=== What the exercise asks ===
Extract, from the listing that follows, each line containing the word "RECV".

= Beginning of Section =

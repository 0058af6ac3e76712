/// Communication layer for GDB/MI protocol
///
/// Commands are written with a numeric token. A background task reads GDB's
/// output line by line; stream records emitted while a command is pending are
/// collected and handed to the waiting caller together with the result record
/// carrying its token.

use std::collections::HashMap;
use std::sync::atomic::{AtomicBool, AtomicU32, Ordering};
use std::sync::{Arc, Mutex, MutexGuard};

use thiserror::Error;
use tokio::io::{AsyncBufReadExt, AsyncRead, AsyncWrite, AsyncWriteExt, BufReader};
use tokio::sync::oneshot;

use crate::parser::{is_prompt, parse_gdb_output};
use crate::types::{CommandResponse, GdbOutput, StreamRecord};

#[derive(Error, Debug)]
pub enum CommunicationError {
    #[error("Failed to write command: {0}")]
    WriteError(#[from] std::io::Error),
    #[error("Command response channel closed")]
    ChannelClosed,
}

pub type Result<T> = std::result::Result<T, CommunicationError>;

type PendingTable = Arc<Mutex<HashMap<u32, oneshot::Sender<CommandResponse>>>>;

fn lock_pending(pending: &PendingTable) -> MutexGuard<'_, HashMap<u32, oneshot::Sender<CommandResponse>>> {
    pending.lock().unwrap_or_else(|poisoned| poisoned.into_inner())
}

/// Manages communication with GDB process
pub struct GdbCommunication {
    stdin: Option<Box<dyn AsyncWrite + Unpin + Send>>,
    token_counter: AtomicU32,
    pending_commands: PendingTable,
    is_running: Arc<AtomicBool>,
}

impl Default for GdbCommunication {
    fn default() -> Self {
        Self::new()
    }
}

impl GdbCommunication {
    /// Create a new communication manager
    pub fn new() -> Self {
        Self {
            stdin: None,
            token_counter: AtomicU32::new(1),
            pending_commands: Arc::new(Mutex::new(HashMap::new())),
            is_running: Arc::new(AtomicBool::new(false)),
        }
    }

    /// Set up communication over GDB's stdin and stdout.
    ///
    /// Must be called from within a tokio runtime.
    pub fn setup<W, R>(&mut self, stdin: W, stdout: R)
    where
        W: AsyncWrite + Unpin + Send + 'static,
        R: AsyncRead + Unpin + Send + 'static,
    {
        self.stdin = Some(Box::new(stdin));
        self.is_running.store(true, Ordering::SeqCst);
        self.start_stdout_reader(stdout);
    }

    /// Forward GDB's stderr to the log.
    pub fn watch_stderr<E>(&self, stderr: E)
    where
        E: AsyncRead + Unpin + Send + 'static,
    {
        let is_running = self.is_running.clone();

        tokio::spawn(async move {
            let mut lines = BufReader::new(stderr).lines();
            while is_running.load(Ordering::SeqCst) {
                match lines.next_line().await {
                    Ok(Some(line)) if !line.trim().is_empty() => log::warn!("GDB stderr: {}", line.trim()),
                    Ok(Some(_)) => {}
                    Ok(None) | Err(_) => break,
                }
            }
            log::debug!("GDB stderr reader finished");
        });
    }

    /// Send a command to GDB and wait for its output and result record.
    ///
    /// `^error` results are returned like any other result; deciding whether
    /// they are failures is up to the caller.
    pub async fn send_command(&mut self, command: &str) -> Result<CommandResponse> {
        if !self.is_running() {
            return Err(CommunicationError::ChannelClosed);
        }

        let token = self.token_counter.fetch_add(1, Ordering::SeqCst);
        let command_line = format!("{}-{}\n", token, command);

        log::debug!("SEND[{}]: {}", token, command);

        let stdin = self.stdin.as_mut().ok_or(CommunicationError::ChannelClosed)?;
        let (sender, receiver) = oneshot::channel();
        lock_pending(&self.pending_commands).insert(token, sender);

        if let Err(e) = write_line(stdin, &command_line).await {
            lock_pending(&self.pending_commands).remove(&token);
            return Err(e.into());
        }

        let response = receiver.await.map_err(|_| CommunicationError::ChannelClosed)?;

        log::debug!(
            "RECV[{}]: class={:?}, {} stream record(s)",
            token,
            response.result.class,
            response.output.len()
        );
        Ok(response)
    }

    /// Check if communication is active
    pub fn is_running(&self) -> bool {
        self.is_running.load(Ordering::SeqCst)
    }

    /// Stop communication
    pub fn stop(&mut self) {
        self.is_running.store(false, Ordering::SeqCst);
        self.stdin = None;
        lock_pending(&self.pending_commands).clear();
    }

    /// Start reading from GDB stdout
    fn start_stdout_reader<R>(&self, stdout: R)
    where
        R: AsyncRead + Unpin + Send + 'static,
    {
        let pending_commands = self.pending_commands.clone();
        let is_running = self.is_running.clone();

        tokio::spawn(async move {
            log::debug!("GDB stdout reader started");
            let mut lines = BufReader::new(stdout).lines();
            let mut collected = Vec::new();

            while is_running.load(Ordering::SeqCst) {
                match lines.next_line().await {
                    Ok(Some(line)) => {
                        let trimmed = line.trim();
                        if !trimmed.is_empty() && !is_prompt(trimmed) {
                            log::trace!("GDB_OUT: {}", trimmed);
                            process_line(trimmed, &mut collected, &pending_commands);
                        }
                    }
                    Ok(None) => {
                        log::debug!("GDB stdout: EOF reached");
                        break;
                    }
                    Err(e) => {
                        log::error!("GDB stdout read error: {}", e);
                        break;
                    }
                }
            }

            // Waiters see a closed channel instead of hanging forever.
            is_running.store(false, Ordering::SeqCst);
            lock_pending(&pending_commands).clear();
            log::debug!("GDB stdout reader finished");
        });
    }
}

async fn write_line(stdin: &mut Box<dyn AsyncWrite + Unpin + Send>, line: &str) -> std::io::Result<()> {
    stdin.write_all(line.as_bytes()).await?;
    stdin.flush().await
}

/// Process a line of GDB output
fn process_line(line: &str, collected: &mut Vec<StreamRecord>, pending_commands: &PendingTable) {
    match parse_gdb_output(line) {
        Ok(GdbOutput::Stream(stream)) => {
            if lock_pending(pending_commands).is_empty() {
                log::debug!("STREAM (idle): {:?} {}", stream.stream_type, stream.content.trim_end());
            } else {
                collected.push(stream);
            }
        }
        Ok(GdbOutput::Async(record)) => {
            log::debug!("ASYNC: {:?} {} {:?}", record.kind, record.class, record.results);
        }
        Ok(GdbOutput::Result(result)) => {
            let output = std::mem::take(collected);
            let waiter = result.token.and_then(|token| lock_pending(pending_commands).remove(&token));

            match waiter {
                Some(sender) => {
                    let _ = sender.send(CommandResponse { output, result });
                }
                None => {
                    log::warn!(
                        "RECV[{:?}]: No pending command for result class={:?}, dropping {} stream record(s)",
                        result.token,
                        result.class,
                        output.len()
                    );
                }
            }
        }
        Err(e) => {
            log::warn!("GDB_PARSE_ERROR: '{}' -> {}", line, e);
        }
    }
}

#[cfg(test)]
mod tests {
    use super::*;
    use crate::types::{ResultClass, StreamType};
    use tokio::io::{duplex, AsyncBufReadExt, AsyncWriteExt, BufReader};
    use tokio_test::{assert_err, assert_ok};

    /// Wires a communication manager to an in-memory GDB and returns the
    /// GDB side: its view of stdin as lines, and its stdout writer.
    fn connect(
        comm: &mut GdbCommunication,
    ) -> (
        tokio::io::Lines<BufReader<tokio::io::DuplexStream>>,
        tokio::io::DuplexStream,
    ) {
        let (stdin_ours, stdin_gdb) = duplex(4096);
        let (stdout_gdb, stdout_ours) = duplex(4096);
        comm.setup(stdin_ours, stdout_ours);
        (BufReader::new(stdin_gdb).lines(), stdout_gdb)
    }

    #[tokio::test]
    async fn test_streams_are_delivered_with_result() {
        let mut comm = GdbCommunication::new();
        let (mut requests, mut replies) = connect(&mut comm);

        let gdb = tokio::spawn(async move {
            let request = requests.next_line().await.unwrap().unwrap();
            assert_eq!(request, "1-interpreter-exec console \"monitor ?\"");
            replies
                .write_all(b"&\"monitor ?\\n\"\n~\"UEFI Rust Debugger.\\n\"\n~\"Exception Type: 3\\n\"\n1^done\n(gdb)\n")
                .await
                .unwrap();
            replies
        });

        let response = assert_ok!(comm.send_command("interpreter-exec console \"monitor ?\"").await);
        let _replies = gdb.await.unwrap();

        assert_eq!(response.result.class, ResultClass::Done);
        assert_eq!(response.result.token, Some(1));
        let contents: Vec<_> = response.output.iter().map(|s| (s.stream_type, s.content.as_str())).collect();
        assert_eq!(
            contents,
            vec![
                (StreamType::Log, "monitor ?\n"),
                (StreamType::Console, "UEFI Rust Debugger.\n"),
                (StreamType::Console, "Exception Type: 3\n"),
            ]
        );
    }

    #[tokio::test]
    async fn test_error_result_is_not_a_communication_failure() {
        let mut comm = GdbCommunication::new();
        let (mut requests, mut replies) = connect(&mut comm);

        let gdb = tokio::spawn(async move {
            let _ = requests.next_line().await;
            replies
                .write_all(b"1^error,msg=\"Undefined command: \\\"bogus\\\".\"\n")
                .await
                .unwrap();
            replies
        });

        let response = assert_ok!(comm.send_command("interpreter-exec console \"bogus\"").await);
        let _replies = gdb.await.unwrap();

        assert_eq!(response.result.error_message(), Some("Undefined command: \"bogus\"."));
        assert!(response.output.is_empty());
    }

    #[tokio::test]
    async fn test_each_command_gets_its_own_output() {
        let mut comm = GdbCommunication::new();
        let (mut requests, mut replies) = connect(&mut comm);

        let gdb = tokio::spawn(async move {
            for expected in ["1-gdb-version", "2-gdb-version"] {
                let request = requests.next_line().await.unwrap().unwrap();
                assert_eq!(request, expected);
                let token = &request[..1];
                replies
                    .write_all(format!("~\"reply {}\\n\"\n{}^done\n", token, token).as_bytes())
                    .await
                    .unwrap();
            }
            replies
        });

        let first = assert_ok!(comm.send_command("gdb-version").await);
        let second = assert_ok!(comm.send_command("gdb-version").await);
        let _replies = gdb.await.unwrap();

        assert_eq!(first.output.len(), 1);
        assert_eq!(first.output[0].content, "reply 1\n");
        assert_eq!(second.output[0].content, "reply 2\n");
    }

    #[tokio::test]
    async fn test_eof_closes_pending_command() {
        let mut comm = GdbCommunication::new();
        let (mut requests, replies) = connect(&mut comm);

        let gdb = tokio::spawn(async move {
            let _ = requests.next_line().await;
            drop(replies);
        });

        let result = comm.send_command("gdb-exit").await;
        gdb.await.unwrap();

        assert!(matches!(assert_err!(result), CommunicationError::ChannelClosed));
        assert!(!comm.is_running());
    }

    #[tokio::test]
    async fn test_send_after_stop_fails() {
        let mut comm = GdbCommunication::new();
        let (_requests, _replies) = connect(&mut comm);

        comm.stop();

        assert!(!comm.is_running());
        assert!(matches!(
            comm.send_command("gdb-version").await,
            Err(CommunicationError::ChannelClosed)
        ));
    }
}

= End of Section =

=== Solution to the problem ===
            "RECV[{}]: class={:?}, {} stream record(s)",
                        "RECV[{:?}]: No pending command for result class={:?}, dropping {} stream record(s)",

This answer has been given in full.